According to the American Society of Plastic Surgeons, women account for 87 percent of all plastic and cosmetic surgery patients, and went under the proverbial knife for 7.2 million procedures last year. While some of these procedures involved reconstruction after mastectomies and other such surgeries a significant portion of them were the so-called "mommy makeovers."
Most of us agree that babies are lovely things, and we have all known women who glowed through their pregnancies, seemingly unaffected by all the changes in their bodies. Celebrities are famous for bouncing back to their former figures after becoming mothers, after all. What we don't often hear about are the bodily changes that don't go away - things like bulging stomachs, extra weight on the hips, thicker thighs, and sagging, stretched-out breasts.
Then there are the physical changes from childbirth that we can't see. A woman's uterus, for example, is usually about the size of an orange, but pregnancy causes it to expand, stretching it until it presses against the abdominal wall, which in turn stretches the two vertical abdominal muscles causing them to separate and elongate, which cannot be corrected with mere diet and exercise. A woman's breasts also decrease after pregnancy, sometimes ending up smaller than before the pregnancy, but still saggy.
It is for these conditions that the mommy makeover was invented. Women wanted their old shapes back, but didn't want to undergo several procedures in order to get them. While common procedures are similar to individual surgeries, generally including liposuction, tummy tucks and breast lifts (with or without augmentation as well), in a mommy makeover, they're all done as a combination, so a woman goes into her doctor just once, and comes out with a tummy tuck AND a breast lift. Surgeons aren't quite at the point of asking, "Do you want fries with that?" but they do confirm that doing surgeries as combinations saves time and money. As well, the women only have to go through one round of uncomfortable recuperation.

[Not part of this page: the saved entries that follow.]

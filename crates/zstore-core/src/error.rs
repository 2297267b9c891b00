//! # Error Types — Store Error Taxonomy
//!
//! Defines the errors returned by every store, manifest and flag-file
//! operation. All errors use `thiserror` for derive-based `Display` and
//! `Error` implementations.
//!
//! ## Design
//!
//! - `DigestMismatch` is never downgraded or swallowed. It carries both
//!   digests and the manifest that produced the actual one.
//! - Filesystem failures keep the path and the operation that failed.
//! - Best-effort work (write protection) logs instead of returning errors,
//!   so nothing in this enum represents those failures.

use std::io;
use std::path::{Path, PathBuf};

use thiserror::Error;

use crate::manifest::Manifest;

/// Errors produced by the implementation store and its building blocks.
#[derive(Error, Debug)]
pub enum StoreError {
    /// The expected digest was empty, used no known algorithm, or was malformed.
    #[error("invalid digest: {0}")]
    InvalidDigest(String),

    /// An implementation with this digest is already in the store.
    #[error("implementation {digest} is already in the store")]
    AlreadyPresent {
        /// The best encoding of the digest that was refused.
        digest: String,
    },

    /// No slot matches the requested digest.
    #[error("implementation {digest} not found in the store")]
    NotFound {
        /// The best encoding of the digest that was requested.
        digest: String,
    },

    /// The computed digest disagrees with the expected one.
    #[error(transparent)]
    DigestMismatch(Box<DigestMismatch>),

    /// The filesystem cannot record modification times to the second.
    #[error("filesystem at {path} cannot store modification times accurate to the second")]
    UnstableTimestamp {
        /// The directory that was probed or walked.
        path: PathBuf,
    },

    /// A read, write or permission failure, with the operation that caused it.
    #[error("{context} {path}: {source}")]
    FileSystem {
        /// What was being attempted (e.g. "failed to read").
        context: &'static str,
        /// The path that caused the error.
        path: PathBuf,
        /// The underlying I/O error.
        source: io::Error,
    },

    /// A `.manifest` file contained a line that does not follow the grammar.
    #[error("invalid manifest line {line}: {reason}")]
    InvalidManifest {
        /// One-based line number.
        line: usize,
        /// Description of the problem.
        reason: String,
    },

    /// The tree contains an entry that cannot be represented in a manifest.
    #[error("unsupported filesystem entry {path}")]
    UnsupportedEntry {
        /// The offending path.
        path: PathBuf,
    },

    /// A path handed to the flag-file API was absolute or escaped its base.
    #[error("invalid relative path: {0}")]
    InvalidPath(String),

    /// A mutation was attempted on a store opened without write access.
    #[error("store at {path} is read-only")]
    ReadOnly {
        /// Root directory of the store.
        path: PathBuf,
    },

    /// The progress sink requested cancellation.
    #[error("operation cancelled")]
    Cancelled,
}

impl StoreError {
    /// Wrap an I/O error with the operation and path it occurred on.
    pub fn fs(context: &'static str, path: &Path, source: io::Error) -> Self {
        Self::FileSystem {
            context,
            path: path.to_path_buf(),
            source,
        }
    }

    /// Closure form of [`StoreError::fs`] for use with `map_err`.
    pub fn fs_at<'a>(context: &'static str, path: &'a Path) -> impl FnOnce(io::Error) -> Self + 'a {
        move |source| Self::fs(context, path, source)
    }

    /// Returns the mismatch details if this is a `DigestMismatch`.
    pub fn as_mismatch(&self) -> Option<&DigestMismatch> {
        match self {
            Self::DigestMismatch(m) => Some(m),
            _ => None,
        }
    }
}

impl From<DigestMismatch> for StoreError {
    fn from(value: DigestMismatch) -> Self {
        Self::DigestMismatch(Box::new(value))
    }
}

/// A directory whose manifest digest differs from the digest it was expected to have.
#[derive(Error, Debug, Clone)]
#[error("digest mismatch: expected {expected} but got {actual}")]
pub struct DigestMismatch {
    /// The digest the implementation should have had (`prefix<sep>hash`).
    pub expected: String,
    /// The digest computed from the directory contents.
    pub actual: String,
    /// The manifest the directory had when it was added, if one was saved.
    pub expected_manifest: Option<Manifest>,
    /// The manifest generated from the directory as it is now.
    pub actual_manifest: Manifest,
}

Women, of course, have been having tummy tucks and breast lifts for years, so why the sudden increase in these surgeries? Plastic surgeon Kim Edward Koger, M.D. from West Palm Beach, Florida told reporters, "The boom in mommy makeovers is accelerated because more women are having children later in life, after they have completed their educations and got a good start in business or the professions." Koger is also an assistant consulting professor at Duke University, and added that most women don't go into these procedures expecting to come out looking like supermodels, but that they just wanted their pre-pregnancy look back.
Women seeking mommy makeovers, or any cosmetic surgery, should do as much research as possible before committing to anything, and should also make sure their doctors are board certified. As well, they should have a written cost agreement, and they should understand that plastic surgery is an elective procedure, and not covered by insurance.